Le soir même, je recevais l’appel de Mohamed Zarrouk.

Depuis, Mohamed m’envoie de deux à cinq courriels par jour. Pas qu’à moi, en fait. Je fais partie d’un groupe d’une cinquantaine de personnes qu’il tient au courant de ce qui se passe dans sa vie, dans le quartier, dans le monde. J’ai rarement vu quelqu’un s’intéresser autant à sa communauté et si bien veiller à entretenir un réseau…

— Alors, il y a qui exactement, dans ta gang de correspondants, Mohamed ?

— Ce sont principalement des membres de ma famille et des amis restés en Tunisie, d’où je viens. Mais il y a aussi des gens que j’ai rencontrés au fil de mes 15 années à Montréal.

— Et comment tu choisis ce que tu nous écris ?
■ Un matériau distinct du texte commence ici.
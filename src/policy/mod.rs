//! Admission and eviction policy.
//!
//! ## Architecture
//!
//! ```text
//!   ┌─────────────────────────────────────────────────────────────────────┐
//!   │                         EvictionPolicy                              │
//!   │                                                                     │
//!   │   evict: Mutex<SampledLfu>        admit: Arc<Mutex<FrequencySketch>>│
//!   │   ┌─────────────────────────┐     ┌───────────────────────────────┐ │
//!   │   │ key → cost, used, max   │     │ count-min + doorkeeper        │ │
//!   │   └─────────────────────────┘     └──────────────▲────────────────┘ │
//!   │              ▲                                   │                  │
//!   │              │ add/update/del                    │ push(batch)      │
//!   │         coordinator                        drainer thread           │
//!   │                                                  ▲                  │
//!   │                                   bounded(3) channel of batches     │
//!   │                                                  ▲                  │
//!   │                                   AccessBatcher (try_send, lossy)   │
//!   └─────────────────────────────────────────────────────────────────────┘
//! ```
//!
//! ## Admission Flow
//!
//! ```text
//!   add(key, cost)
//!     ├── cost > max_cost                  → Rejected
//!     ├── key tracked                      → Updated (cost delta only)
//!     ├── room >= 0                        → Admitted
//!     └── loop while room < 0:
//!           sample ≤5 tracked keys, find min estimate
//!           ├── estimate(key) < min         → Rejected (victims so far)
//!           └── evict min, recompute room
//!         → Admitted (with victims)
//! ```
//!
//! Lock order is `evict` then `admit`. The drainer thread only ever takes
//! `admit`, so read-frequency updates never wait on admission decisions.

pub mod admission;
pub mod sampled;

use std::sync::Arc;
use std::sync::atomic::{AtomicBool, Ordering};
use std::thread::JoinHandle;

use crossbeam::channel::{self, Receiver, Sender, TrySendError, select};
use parking_lot::Mutex;
use rand::Rng;

use crate::ds::BatchConsumer;
use crate::error::InvariantError;
use crate::metrics::{MetricType, Metrics};

pub use admission::FrequencySketch;
pub use sampled::{PolicyPair, SAMPLE_SIZE, SampledLfu};

/// Capacity of the access-batch channel feeding the drainer thread.
const ITEMS_CHANNEL_SIZE: usize = 3;

/// A key removed from the policy to make room.
#[derive(Debug, Clone, Copy, PartialEq, Eq)]
pub struct Victim {
    pub key: u64,
    pub cost: i64,
}

/// What [`EvictionPolicy::add`] decided for the incoming key.
#[derive(Debug, Clone, Copy, PartialEq, Eq)]
pub enum Verdict {
    /// New key, now tracked.
    Admitted,
    /// Key was already tracked; only its cost changed.
    Updated,
    /// Key is not tracked.
    Rejected,
}

/// Verdict plus any keys evicted while deciding it.
#[derive(Debug, Clone, PartialEq, Eq)]
pub struct Admission {
    pub verdict: Verdict,
    pub victims: Vec<Victim>,
}

impl Admission {
    fn new(verdict: Verdict, victims: Vec<Victim>) -> Self {
        Self { verdict, victims }
    }

    pub fn is_admitted(&self) -> bool {
        self.verdict == Verdict::Admitted
    }
}

/// TinyLFU admission with sampled-LFU eviction.
#[derive(Debug)]
pub struct EvictionPolicy {
    evict: Mutex<SampledLfu>,
    admit: Arc<Mutex<FrequencySketch>>,
    items_tx: Sender<Vec<u64>>,
    stop_tx: Sender<()>,
    drainer: Mutex<Option<JoinHandle<()>>>,
    closed: AtomicBool,
    metrics: Option<Arc<Metrics>>,
}

impl EvictionPolicy {
    /// Creates the policy and starts its drainer thread.
    pub fn new<R: Rng + ?Sized>(
        num_counters: usize,
        max_cost: i64,
        rng: &mut R,
        metrics: Option<Arc<Metrics>>,
    ) -> Self {
        let admit = Arc::new(Mutex::new(FrequencySketch::new(num_counters, rng)));
        let (items_tx, items_rx) = channel::bounded(ITEMS_CHANNEL_SIZE);
        let (stop_tx, stop_rx) = channel::bounded(1);
        let drainer = {
            let admit = Arc::clone(&admit);
            std::thread::Builder::new()
                .name("sketchcache-policy".into())
                .spawn(move || drain_items(admit, items_rx, stop_rx))
                .ok()
        };
        if drainer.is_none() {
            tracing::warn!("failed to spawn policy drainer; access frequencies will not be tracked");
        }
        Self {
            evict: Mutex::new(SampledLfu::new(max_cost, rng, metrics.clone())),
            admit,
            items_tx,
            stop_tx,
            drainer: Mutex::new(drainer),
            closed: AtomicBool::new(false),
            metrics,
        }
    }

    /// Decides whether `key` may enter the cache, evicting as needed.
    pub fn add(&self, key: u64, cost: i64) -> Admission {
        let mut evict = self.evict.lock();

        // Cannot fit even in an empty cache.
        if cost > evict.max_cost() {
            return Admission::new(Verdict::Rejected, Vec::new());
        }

        if evict.update_if_has(key, cost) {
            let victims = if evict.room_left(0) < 0 {
                let admit = self.admit.lock();
                shrink_to_fit(&mut evict, &admit, key)
            } else {
                Vec::new()
            };
            return Admission::new(Verdict::Updated, victims);
        }

        let mut room = evict.room_left(cost);
        if room >= 0 {
            evict.add(key, cost);
            return Admission::new(Verdict::Admitted, Vec::new());
        }

        let admit = self.admit.lock();
        let inc_hits = admit.estimate(key);
        let mut sample = Vec::with_capacity(SAMPLE_SIZE);
        let mut victims = Vec::new();

        while room < 0 {
            evict.fill_sample(&mut sample, None);
            let Some((min_idx, min_hits)) = least_valuable(&admit, &sample) else {
                break;
            };
            if inc_hits < min_hits {
                if let Some(metrics) = &self.metrics {
                    metrics.add(MetricType::RejectSets, key, 1);
                }
                return Admission::new(Verdict::Rejected, victims);
            }
            let pair = sample.swap_remove(min_idx);
            evict.del(pair.key);
            victims.push(Victim {
                key: pair.key,
                cost: pair.cost,
            });
            room = evict.room_left(cost);
        }

        if room < 0 {
            return Admission::new(Verdict::Rejected, victims);
        }
        evict.add(key, cost);
        Admission::new(Verdict::Admitted, victims)
    }

    /// Re-costs an already tracked key. Returns keys evicted to keep the
    /// total within `max_cost`; the key itself is evicted if it alone no
    /// longer fits.
    pub fn update(&self, key: u64, cost: i64) -> Vec<Victim> {
        let mut evict = self.evict.lock();
        if !evict.has(key) {
            return Vec::new();
        }
        if cost > evict.max_cost() {
            return evict
                .del(key)
                .map(|cost| vec![Victim { key, cost }])
                .unwrap_or_default();
        }
        evict.update_if_has(key, cost);
        if evict.room_left(0) >= 0 {
            return Vec::new();
        }
        let admit = self.admit.lock();
        shrink_to_fit(&mut evict, &admit, key)
    }

    /// Stops tracking `key`. Returns its cost if it was tracked.
    pub fn del(&self, key: u64) -> Option<i64> {
        self.evict.lock().del(key)
    }

    pub fn has(&self, key: u64) -> bool {
        self.evict.lock().has(key)
    }

    pub fn cost(&self, key: u64) -> Option<i64> {
        self.evict.lock().cost(key)
    }

    /// Remaining room (may be negative right after `update_max_cost` shrinks
    /// the budget).
    pub fn cap(&self) -> i64 {
        self.evict.lock().room_left(0)
    }

    pub fn used(&self) -> i64 {
        self.evict.lock().used()
    }

    pub fn len(&self) -> usize {
        self.evict.lock().len()
    }

    pub fn is_empty(&self) -> bool {
        self.evict.lock().is_empty()
    }

    pub fn max_cost(&self) -> i64 {
        self.evict.lock().max_cost()
    }

    /// Changes the budget. Shrinking takes effect on the next admission.
    pub fn update_max_cost(&self, max_cost: i64) {
        self.evict.lock().update_max_cost(max_cost);
    }

    /// Current frequency estimate for `key`.
    pub fn estimate(&self, key: u64) -> i64 {
        self.admit.lock().estimate(key)
    }

    /// Tracked keys, in unspecified order.
    pub fn keys(&self) -> Vec<u64> {
        self.evict.lock().keys().collect()
    }

    /// Forgets every key and every frequency.
    pub fn clear(&self) {
        let mut evict = self.evict.lock();
        let mut admit = self.admit.lock();
        evict.clear();
        admit.clear();
    }

    /// Stops the drainer thread. Later batches are refused.
    pub fn close(&self) {
        if self.closed.swap(true, Ordering::AcqRel) {
            return;
        }
        let _ = self.stop_tx.send(());
        if let Some(handle) = self.drainer.lock().take() {
            let _ = handle.join();
        }
    }

    pub fn is_closed(&self) -> bool {
        self.closed.load(Ordering::Acquire)
    }

    /// Verifies that `used` equals the sum of tracked costs.
    ///
    /// `used` may exceed `max_cost` right after the budget shrinks, so that
    /// is not checked here.
    pub fn check_invariants(&self) -> Result<(), InvariantError> {
        let evict = self.evict.lock();
        let sum: i64 = evict.keys().filter_map(|key| evict.cost(key)).sum();
        if sum != evict.used() {
            return Err(InvariantError::new(format!(
                "used cost {} does not match tracked total {sum}",
                evict.used()
            )));
        }
        Ok(())
    }
}

impl BatchConsumer for EvictionPolicy {
    fn push(&self, keys: Vec<u64>) -> Result<(), Vec<u64>> {
        if keys.is_empty() || self.is_closed() {
            return Err(keys);
        }
        let first = keys[0];
        let len = keys.len() as u64;
        match self.items_tx.try_send(keys) {
            Ok(()) => {
                if let Some(metrics) = &self.metrics {
                    metrics.add(MetricType::KeepGets, first, len);
                }
                Ok(())
            },
            Err(TrySendError::Full(keys)) | Err(TrySendError::Disconnected(keys)) => {
                if let Some(metrics) = &self.metrics {
                    metrics.add(MetricType::DropGets, first, len);
                }
                Err(keys)
            },
        }
    }
}

impl Drop for EvictionPolicy {
    fn drop(&mut self) {
        self.close();
    }
}

fn drain_items(admit: Arc<Mutex<FrequencySketch>>, items: Receiver<Vec<u64>>, stop: Receiver<()>) {
    loop {
        select! {
            recv(items) -> batch => match batch {
                Ok(keys) => admit.lock().push(&keys),
                Err(_) => return,
            },
            recv(stop) -> _ => return,
        }
    }
}

/// Index and estimate of the lowest-ranked sample entry; first minimum wins.
fn least_valuable(admit: &FrequencySketch, sample: &[PolicyPair]) -> Option<(usize, i64)> {
    let mut best: Option<(usize, i64)> = None;
    for (idx, pair) in sample.iter().enumerate() {
        let hits = admit.estimate(pair.key);
        match best {
            Some((_, min_hits)) if hits >= min_hits => {},
            _ => best = Some((idx, hits)),
        }
    }
    best
}

/// Evicts sampled keys other than `protect` until `used <= max_cost`.
fn shrink_to_fit(evict: &mut SampledLfu, admit: &FrequencySketch, protect: u64) -> Vec<Victim> {
    let mut victims = Vec::new();
    let mut sample = Vec::with_capacity(SAMPLE_SIZE);
    while evict.room_left(0) < 0 {
        evict.fill_sample(&mut sample, Some(protect));
        let Some((min_idx, _)) = least_valuable(admit, &sample) else {
            break;
        };
        let pair = sample.swap_remove(min_idx);
        evict.del(pair.key);
        victims.push(Victim {
            key: pair.key,
            cost: pair.cost,
        });
    }
    victims
}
— Il faut que ce soit du contenu éducatif et enrichissant. Quelque chose qui amène une leçon ou au moins un sourire ! Je n’aime pas ce qui est plate…

Voilà qui explique que je puisse recevoir des statistiques sur l’évolution de la pandémie, une caricature politique, des devinettes, des photos de la fanfare venue égayer les résidants du foyer ou encore le tout dernier essai que Mohamed a écrit dans le cadre d’un de ses cours…

Parce que Mohamed étudie. En fait, du haut de ses 77 ans, il entame tout juste une maîtrise en communication internationale et interculturelle, à l’UQAM.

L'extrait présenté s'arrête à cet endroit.